Legal Issues of Managing Aging Buildings

As published in the Summer 2012 edition of CM Magazine. THERE ARE six important concerns with managing aging buildings, all of which are related to money:

  1. The sufficiency of the reserve fund to provide funding for major repair and replacement of the common elements.
  2. Aging populations that may not be able to afford to pay for such major repairs and replacements.
  3. The reluctance of boards of directors to raise common expenses to the required levels or to levy special assessments.
  4. Resistance by owners to accept necessary increases in common expenses and the levying of special assessments.
  5. Loss in value of units as a result of failing to keep up the building and common elements to the standards of newer/better managed buildings, coupled with the perception that the average purchaser would rather purchase in a newer building.
  6. The failure or refusal of some boards to obtain a current, or for that matter, any reserve fund study.

From a common sense perspective, the solution seems simple, but there are some harsh realities at play:

  1. Buildings and their various components require ongoing maintenance and repair, have life expectancies and eventually require major overhauls, especially if not properly maintained and repaired over time.
  2. Many older buildings seem to be occupied by people on fixed or modest incomes.
  3. Many boards of directors of aging buildings are comprised of people on fixed or modest incomes, who are therefore reluctant to raise common expenses or to levy special assessments because they themselves cannot afford such liabilities.
  4. Dissident unit owners with misguided intentions can be persuasive to the masses faced with an increase in common expenses or a special assessment, and can rally the troops to call for the removal of a responsible board in favour of a less responsible board that promises not to raise common expenses or to levy a necessary, but unpopular special assessment.
  5. Unit values are market driven, which means that such units do not have an inherent value, but rather a comparative value to other units in the same building and in other similar buildings.
  6. Perhaps the harshest reality is that some people simply don’t have the ability, or alternatively, lose the ability to afford to live in their unit.

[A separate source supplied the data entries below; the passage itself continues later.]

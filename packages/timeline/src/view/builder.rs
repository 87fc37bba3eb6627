//! Assembles the full timeline view model from a decoded feed.

use chrono::{DateTime, Utc};
use tracing::debug;

use crate::models::SignificantEvents;

use super::context::RenderContext;
use super::event::TimelineEvent;
use super::section::{self, SectionHeader};
use super::strings;

/// Everything a timeline screen needs, derived once for a context.
#[derive(Debug)]
pub struct TimelineViewModel {
    /// Pagination cursor carried through from the feed
    pub next_rv_start_id: Option<u64>,
    /// Feed content hash carried through from the feed
    pub sha: Option<String>,
    /// Day sections, newest first
    pub sections: Vec<SectionHeader>,
    /// "N changes by M editors in the last D days", when the summary
    /// timestamp parses
    pub summary_text: Option<String>,
    /// Up to three `<li>` teasers for injecting into article HTML
    pub article_insert_snippets: Vec<String>,
    /// Display timestamp of the most recent event
    pub last_updated_timestamp: Option<String>,
}

const MAX_ARTICLE_INSERT_SNIPPETS: usize = 3;

impl TimelineViewModel {
    /// Build the view model for one presentation context.
    ///
    /// `now` anchors all relative phrasing ("Today", "2 hours ago"); callers
    /// pass the current time, tests pass a fixed one.
    pub fn build(feed: SignificantEvents, ctx: RenderContext, now: DateTime<Utc>) -> Self {
        let summary_text = match DateTime::parse_from_rfc3339(&feed.summary.earliest_timestamp) {
            Ok(earliest) => {
                let days = now
                    .signed_duration_since(earliest.with_timezone(&Utc))
                    .num_days();
                Some(strings::summary_sentence(
                    feed.summary.num_changes,
                    feed.summary.num_users,
                    days,
                ))
            }
            Err(error) => {
                debug!(
                    timestamp = feed.summary.earliest_timestamp,
                    %error,
                    "summary timestamp did not parse"
                );
                None
            }
        };

        let mut sections = section::group_by_day(feed.events, now);
        section::collapse_small_events(&mut sections);
        let mut sections = section::collapse_small_runs(sections, now);

        let mut article_insert_snippets = Vec::new();
        let mut last_updated_timestamp = None;

        for section in &mut sections {
            for event in &mut section.events {
                if last_updated_timestamp.is_none() {
                    last_updated_timestamp = Some(match event {
                        TimelineEvent::Small(small) => small.display_timestamp(now),
                        TimelineEvent::Large(large) => large.display_timestamp(now),
                    });
                }
                if let TimelineEvent::Large(large) = event {
                    // Warm the caches so first render does no derivation.
                    large.event_description(ctx);
                    large.side_scrolling_height(ctx);
                    large.user_info(ctx);

                    if article_insert_snippets.len() < MAX_ARTICLE_INSERT_SNIPPETS {
                        let is_first = article_insert_snippets.is_empty();
                        if let Some(snippet) = large.article_insert_snippet(ctx, now, is_first) {
                            article_insert_snippets.push(snippet);
                        }
                    }
                }
            }
        }

        Self {
            next_rv_start_id: feed.next_rv_start_id,
            sha: feed.sha,
            sections,
            summary_text,
            article_insert_snippets,
            last_updated_timestamp,
        }
    }
}
//! Feed model - raw serde shapes and the typed event model.
//!
//! The endpoint's timeline records are loosely structured: which fields are
//! present depends on the record's `outputType` tag, and historical feeds
//! vary. Decoding happens in two steps:
//!
//! 1. [`raw`] deserializes the feed as-is, with every per-event field
//!    optional.
//! 2. [`event`] / [`template`] lift raw records into closed enums with the
//!    fields each variant actually requires. Lifting a record is fallible
//!    and soft: a record missing required fields is dropped.
//!
//! The only hard failure is the whole-feed invariant: events in, none typed
//! out means the feed shape is not what this model understands.

pub mod event;
pub mod raw;
pub mod template;

pub use event::{
    AddedText, DeletedText, LargeChange, NewTalkPageTopic, NewTemplates, SmallChange, TypedChange,
    TypedEvent, VandalismRevert,
};
pub use raw::{EventOutputType, RawChange, RawEvent, RawFeed, SnippetType, Summary};
pub use template::{
    ArticleDescription, BookCitation, JournalCitation, NewsCitation, Template, WebsiteCitation,
};

use tracing::debug;

use crate::error::TimelineError;

/// A fully decoded significant-events feed: pagination cursor, summary
/// block, and the typed event timeline in original feed order.
#[derive(Debug, Clone)]
pub struct SignificantEvents {
    /// Pagination cursor for the next page, if any
    pub next_rv_start_id: Option<u64>,
    /// Content hash supplied by the endpoint, if any
    pub sha: Option<String>,
    /// Aggregate summary block
    pub summary: Summary,
    /// Typed events, in the feed's original (chronological) order
    pub events: Vec<TypedEvent>,
}

impl SignificantEvents {
    /// Decode a feed from its JSON text.
    pub fn from_json(json: &str) -> Result<Self, TimelineError> {
        let raw: RawFeed = serde_json::from_str(json)?;
        Self::from_raw(raw)
    }

    /// Lift an already-deserialized raw feed into the typed model.
    ///
    /// Zero raw events is valid (the caller has paged past the end) and
    /// yields an empty event list. One or more raw events with zero typed
    /// results is a structural mismatch and fails the whole feed.
    pub fn from_raw(raw: RawFeed) -> Result<Self, TimelineError> {
        let raw_count = raw.events.len();
        let mut events = Vec::with_capacity(raw_count);

        for raw_event in &raw.events {
            match TypedEvent::from_raw(raw_event) {
                Some(event) => events.push(event),
                None => {
                    debug!(output_type = ?raw_event.output_type, "dropping untypable event");
                }
            }
        }

        if events.is_empty() && raw_count > 0 {
            return Err(TimelineError::NoTypedEvents);
        }

        Ok(Self {
            next_rv_start_id: raw.next_rv_start_id,
            sha: raw.sha,
            summary: raw.summary,
            events,
        })
    }
}
/// Wrap an infobox candidate in a collapsed-table container.
fn collapse_infobox(node: &Handle) {
    if dom::parent_of(node).is_none() {
        // Already gone: an ancestor was removed earlier in the drain.
        return;
    }

    let title = if dom::has_class(node, "infobox") || dom::has_class(node, "infobox_v3") {
        "Quick facts"
    } else {
        "More information"
    };

    let container = dom::create_element("div", &[("class", "pcs-collapse-table-container")]);
    dom::insert_before(node, &container);

    let header = dom::create_element(
        "div",
        &[("class", "pcs-collapse-table-collapsed-container")],
    );
    let strong = dom::create_element("strong", &[]);
    dom::append_child(&strong, &dom::create_text(title));
    dom::append_child(&header, &strong);
    dom::append_child(&container, &header);

    dom::add_class(node, COLLAPSED_TABLE_CONTENT_CLASS);
    dom::append_child(&container, node);

    let footer = dom::create_element(
        "div",
        &[("class", "pcs-collapse-table-collapsed-bottom")],
    );
    dom::append_child(&footer, &dom::create_text("Close"));
    dom::append_child(&container, &footer);
}

/// Replace a red-link anchor with a span carrying the same classes and
/// children.
fn replace_red_link(node: &Handle) {
    let span = dom::create_element("span", &[]);
    if let Some(class) = dom::get_attr(node, "class") {
        dom::set_attr(&span, "class", &class);
    }
    let children: Vec<Handle> = node.children.borrow().clone();
    for child in &children {
        dom::append_child(&span, child);
    }
    dom::replace_with(node, &span);
}

/// Hoist the first substantial paragraph of the lead section to the front.
///
/// A paragraph qualifies when its text, after stripping bracketed and
/// parenthesized runs, still has non-whitespace content. Coordinate lines
/// and pronunciation-only paragraphs fail that probe.
fn hoist_intro_paragraph(section: &Handle) {
    let children: Vec<Handle> = section.children.borrow().clone();
    let candidate = children.iter().find(|child| {
        dom::is_element_named(child, "p")
            && !strip_parentheticals(&dom::text_content(child))
                .trim()
                .is_empty()
    });
    let Some(paragraph) = candidate else {
        return;
    };
    if children
        .iter()
        .find(|child| matches!(child.data, NodeData::Element { .. }))
        .is_some_and(|first| std::rc::Rc::ptr_eq(first, paragraph))
    {
        // Already the first element.
        return;
    }
    dom::prepend_child(section, paragraph);
}

/// Remove `(...)` and `[...]` runs, tracking nesting.
fn strip_parentheticals(text: &str) -> String {
    let mut out = String::with_capacity(text.len());
    let mut depth = 0usize;
    for ch in text.chars() {
        match ch {
            '(' | '[' => depth += 1,
            ')' | ']' => depth = depth.saturating_sub(1),
            _ if depth == 0 => out.push(ch),
            _ => {}
        }
    }
    out
}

The truth is that not having the ability, or losing the ability to afford to live where you live is not an uncommon phenomenon for various reasons e.g., burdensome debt, illness, unemployment, bankruptcy, buying in over one’s ability to afford. It happens to seemingly "rich" people who own mansions in Forest Hill or Rosedale, as well as to people of lesser means. To be able to afford the privilege of owning real estate, it is not sufficient simply to come up with the funds to purchase it, one must also afford to maintain it in a good state of repair.
  7. When the owner of a detached house can’t afford the upkeep, he or she are the only ones to suffer because either the quality of living standards or the value of the property will suffer. When some owners of condominium units cannot afford the upkeep and compromising financial decisions are made as a result thereof, the rights and property values of those who can afford such costs are adversely affected by weak boards or by revolutions by the vocal minority (or majority).

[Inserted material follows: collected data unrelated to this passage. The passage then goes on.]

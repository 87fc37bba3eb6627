//! The document transform pipeline.
//!
//! Two phases over one owned document:
//!
//! 1. [`prepare`](DocumentTransform::prepare) - a single pre-order walk that
//!    classifies every element and comment, queues structural work, and
//!    performs only same-node attribute mutation. Mutating tree shape while
//!    the walk is in progress would corrupt the walk, so nothing structural
//!    happens here.
//! 2. [`finalize`](DocumentTransform::finalize) - drains the queues in a
//!    fixed priority order (removals, references, infoboxes, red links,
//!    lazy images, then the snapshotted section list) performing one
//!    structural mutation per item, then wraps the body in the `#pcs`
//!    container and injects stylesheets, metas, and bootstrap scripts.
//!
//! One [`DocumentTransform`] value owns all queues and scope markers for
//! exactly one document; it is not reused.

pub mod classify;
pub mod constants;
pub mod images;

mod finalize;
mod prepare;

use markup5ever_rcdom::{Handle, RcDom};

use crate::dom;
use crate::error::TransformError;
use crate::metadata::PageMetadata;

/// One transform run's working state.
pub struct DocumentTransform<'a> {
    meta: &'a PageMetadata,
    removals: Vec<Handle>,
    references: Vec<Handle>,
    infoboxes: Vec<Handle>,
    red_links: Vec<Handle>,
    /// Image plus its widen eligibility, decided at visit time.
    lazy_images: Vec<(Handle, bool)>,
    /// Section registry in registration order, first-wins per id.
    sections: Vec<(i64, Handle)>,
    /// First-wins header per section id.
    headers: Vec<(i64, Handle)>,
    theme_scope: Option<Handle>,
    widen_scope: Option<Handle>,
    /// Ids of the sections currently being descended into.
    section_stack: Vec<(i64, Handle)>,
}

impl<'a> DocumentTransform<'a> {
    pub fn new(meta: &'a PageMetadata) -> Self {
        Self {
            meta,
            removals: Vec::new(),
            references: Vec::new(),
            infoboxes: Vec::new(),
            red_links: Vec::new(),
            lazy_images: Vec::new(),
            sections: Vec::new(),
            headers: Vec::new(),
            theme_scope: None,
            widen_scope: None,
            section_stack: Vec::new(),
        }
    }

    /// True when every work queue and the section registry have been
    /// drained.
    pub fn queues_empty(&self) -> bool {
        self.pending_structural_work() == 0 && self.sections.is_empty()
    }

    /// Queued structural mutations across the five work queues. The section
    /// registry is counted separately: sections persist in the output, so a
    /// re-classification of a finalized document registers them again.
    pub fn pending_structural_work(&self) -> usize {
        self.removals.len()
            + self.references.len()
            + self.infoboxes.len()
            + self.red_links.len()
            + self.lazy_images.len()
    }
}

/// Transform a parsed Parsoid document into mobile-ready form, in place.
pub fn transform(dom: &RcDom, meta: &PageMetadata) -> Result<(), TransformError> {
    let body = dom::find_body(&dom.document).ok_or(TransformError::MissingBody)?;
    let mut run = DocumentTransform::new(meta);
    run.prepare(&body);
    run.finalize(&dom.document, &body)
}

/// Parse, transform, and serialize in one call.
pub fn transform_to_string(html: &str, meta: &PageMetadata) -> Result<String, TransformError> {
    let dom = dom::parse_html_document(html)?;
    transform(&dom, meta)?;
    Ok(dom::serialize_document(&dom)?)
}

The applicable law is clear:

  • Condominium corporations are obligated to maintain and repair the common elements.
  • Condominium corporations are obligated to collect sufficient monies each year to pay their bills and to fund the reserve fund in accordance with the reserve fund study.
  • Condominium corporations are obligated to maintain a reserve fund to be used for the major repair and replacement of the common elements.
  • Boards of directors must manage the affairs of the condominium corporation in good faith.
  • Fifteen per cent of the unit owners can requisition a special meeting to vote on the removal of a board of directors, and a vote of the majority of the unit owners voting in favour of removal, can remove a board of directors.

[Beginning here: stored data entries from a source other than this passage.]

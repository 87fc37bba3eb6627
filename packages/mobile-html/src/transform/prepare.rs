//! Phase 1: classification walk.
//!
//! Visits element and comment nodes in pre-order, computes one disposition
//! per element, queues structural work, and applies the attribute-only side
//! effects (URL scheme stripping, theme scoping, attribute table removal,
//! synthetic id stripping). Tree shape never changes during this phase.

use std::rc::Rc;

use markup5ever_rcdom::{Handle, NodeData};
use tracing::trace;

use crate::dom;
use crate::dom::walk::{walk, Visitor};

use super::classify::{classify, Disposition, ElementKind};
use super::{constants, images, DocumentTransform};

impl DocumentTransform<'_> {
    /// Run the classification walk over the document body.
    pub fn prepare(&mut self, body: &Handle) {
        walk(body, self);
        trace!(
            removals = self.removals.len(),
            references = self.references.len(),
            infoboxes = self.infoboxes.len(),
            red_links = self.red_links.len(),
            lazy_images = self.lazy_images.len(),
            sections = self.sections.len(),
            "prepare phase complete"
        );
    }

    fn visit_element(&mut self, node: &Handle) {
        let Some(tag) = dom::element_name(node) else {
            return;
        };
        let kind = ElementKind::from_tag(&tag);

        match classify(node, kind) {
            Disposition::Remove => {
                self.removals.push(node.clone());
                return;
            }
            Disposition::Reference => self.references.push(node.clone()),
            Disposition::InfoboxCandidate => self.infoboxes.push(node.clone()),
            Disposition::RedLink => self.red_links.push(node.clone()),
            Disposition::LazyLoadImage => self.visit_image(node),
            Disposition::SectionBoundary => self.register_section(node),
            Disposition::HeaderCandidate => self.register_header(node),
            Disposition::PassThrough => {}
        }

        match kind {
            ElementKind::Anchor => rewrite_anchor(node),
            ElementKind::Link | ElementKind::Script | ElementKind::Source => {
                strip_scheme_attr(node, "href");
                strip_scheme_attr(node, "src");
            }
            _ => {}
        }

        self.apply_theme_scope(node);
        self.apply_widen_scope(node);

        for attr in constants::attributes_to_remove(&tag) {
            dom::remove_attr(node, attr);
        }
        if let Some(id) = dom::get_attr(node, "id") {
            if constants::is_synthetic_id(&id) {
                dom::remove_attr(node, "id");
            }
        }
    }

    /// Down-scale the image in place (attribute mutation only) and queue it
    /// for placeholder replacement. Widening is decided now, while the
    /// ancestor scope is known, and applied in finalize.
    fn visit_image(&mut self, node: &Handle) {
        // The usemap check happens before the attribute removal table drops
        // the attribute.
        let has_usemap = dom::get_attr(node, "usemap").is_some();
        let excluded = self.widen_scope.is_some();

        if !excluded {
            images::scale_down(node);
        }
        let widen = !excluded && !has_usemap;
        self.lazy_images.push((node.clone(), widen));
    }

    fn register_section(&mut self, node: &Handle) {
        let Some(id) = dom::get_attr(node, "data-mw-section-id")
            .and_then(|value| value.trim().parse::<i64>().ok())
        else {
            return;
        };
        if !self.sections.iter().any(|(existing, _)| *existing == id) {
            self.sections.push((id, node.clone()));
        }
        self.section_stack.push((id, node.clone()));
    }

    /// First header wins; a section has at most one registered header.
    fn register_header(&mut self, node: &Handle) {
        let Some((section_id, _)) = self.section_stack.last() else {
            return;
        };
        let section_id = *section_id;
        if !self.headers.iter().any(|(id, _)| *id == section_id) {
            self.headers.push((section_id, node.clone()));
        }
    }

    /// Inside an active theme-exclusion scope every element is tagged
    /// `notheme`; otherwise an element whose inline style sets a concrete
    /// background becomes the new scope owner (first one wins).
    fn apply_theme_scope(&mut self, node: &Handle) {
        if self.theme_scope.is_some() {
            dom::add_class(node, "notheme");
            return;
        }
        if let Some(style) = dom::get_attr(node, "style") {
            if constants::style_sets_background(&style) {
                dom::add_class(node, "notheme");
                self.theme_scope = Some(node.clone());
            }
        }
    }

    fn apply_widen_scope(&mut self, node: &Handle) {
        if self.widen_scope.is_some() {
            return;
        }
        let classes = dom::classes(node);
        if classes
            .iter()
            .any(|class| constants::WIDEN_EXCLUSION_CLASSES.contains(&class.as_str()))
        {
            self.widen_scope = Some(node.clone());
        }
    }
}

impl Visitor for DocumentTransform<'_> {
    fn enter(&mut self, node: &Handle) {
        match &node.data {
            NodeData::Comment { .. } => self.removals.push(node.clone()),
            NodeData::Element { .. } => self.visit_element(node),
            _ => {}
        }
    }

    fn leave(&mut self, node: &Handle) {
        if self
            .theme_scope
            .as_ref()
            .is_some_and(|owner| Rc::ptr_eq(owner, node))
        {
            self.theme_scope = None;
        }
        if self
            .widen_scope
            .as_ref()
            .is_some_and(|owner| Rc::ptr_eq(owner, node))
        {
            self.widen_scope = None;
        }
        if self
            .section_stack
            .last()
            .is_some_and(|(_, section)| Rc::ptr_eq(section, node))
        {
            self.section_stack.pop();
        }
    }
}

/// Strip the scheme from the href and clear `rel` unless it marks an
/// external or nofollow link. Queueing as a red link happened in
/// classification; this is the attribute side of anchor handling.
fn rewrite_anchor(node: &Handle) {
    strip_scheme_attr(node, "href");
    if let Some(rel) = dom::get_attr(node, "rel") {
        if !rel.contains("nofollow") && !rel.contains("mw:ExtLink") {
            dom::remove_attr(node, "rel");
        }
    }
}

/// `https://host/path` -> `//host/path`; leaves everything else alone.
fn strip_scheme_attr(node: &Handle, attr: &str) {
    let Some(value) = dom::get_attr(node, attr) else {
        return;
    };
    let stripped = if let Some(rest) = value.strip_prefix("https://") {
        format!("//{rest}")
    } else if let Some(rest) = value.strip_prefix("http://") {
        format!("//{rest}")
    } else {
        return;
    };
    dom::set_attr(node, attr, &stripped);
}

The problem is that some boards don’t abide by the law, and fear of the inability to pay increases in common expenses and special assessments can cloud reason, resulting in poor decisions and the avoidance of short-term pain in favour of long-term disaster.

So What Can be Done?

  1. Education: Expand Early and Often/Develop a Culture of Pride, Responsibility and Commitment: The failure or inability to raise sufficient funding is born out of ignorance and fear, which in turn is born out of a culture of penny-pinching, procrastination and weak leadership. In order to counter this downward spiral, it is necessary to develop a culture of pride, responsibility and commitment, where there is a wide-spread understanding and acceptance that the maintenance, repair and replacement of the common elements is expensive, but necessary, if property values are to be maintained.
  2. Powers to Auditors to Intervene: One of the main problems with the Condominium Act, 1998 is that there is no overseer of financial compliance. Condominium corporations must have a yearly audit, but if they don’t or if there is otherwise noncompliance from a financial perspective, there is no independent enforcement mechanism. It seems to me to be sensible for the government to legislate that a condominium corporation’s auditor have the power to do something if the auditor is of the opinion that a condominium corporation is being managed in a fiscally irresponsible or incompetent way (which would include noncompliance with the Act). These powers might range from writing a warning letter to unit owners, to revising the budget or the reserve fund funding plan, to making an application to Court for the appointment of an auditor.
  3. Filing of Reserve Fund Studies and Reporting on Compliance: It is all well and good to have a law that requires obtaining and periodically updating a reserve fund study, but that is not enough. There should be a reporting and filing system of reserve fund studies and a watchdog in place to ensure compliance.
  4. The Appointment of an Administrator: When all else fails, there is procedure under the Condominium Act, 1998 for the appointment of an Administrator. This procedure is useful for concerned unit owners, but has also been used by boards of directors who have been unable to manage as required because of unit owner opposition and various obstructionist tactics such as untruthful propaganda and serial requisitions to call special meetings to remove the board of directors. The Administrator steps into the shoes of the board of directors and has the power to manage the condominium corporation in accordance with the Judge’s order appointing the Administrator.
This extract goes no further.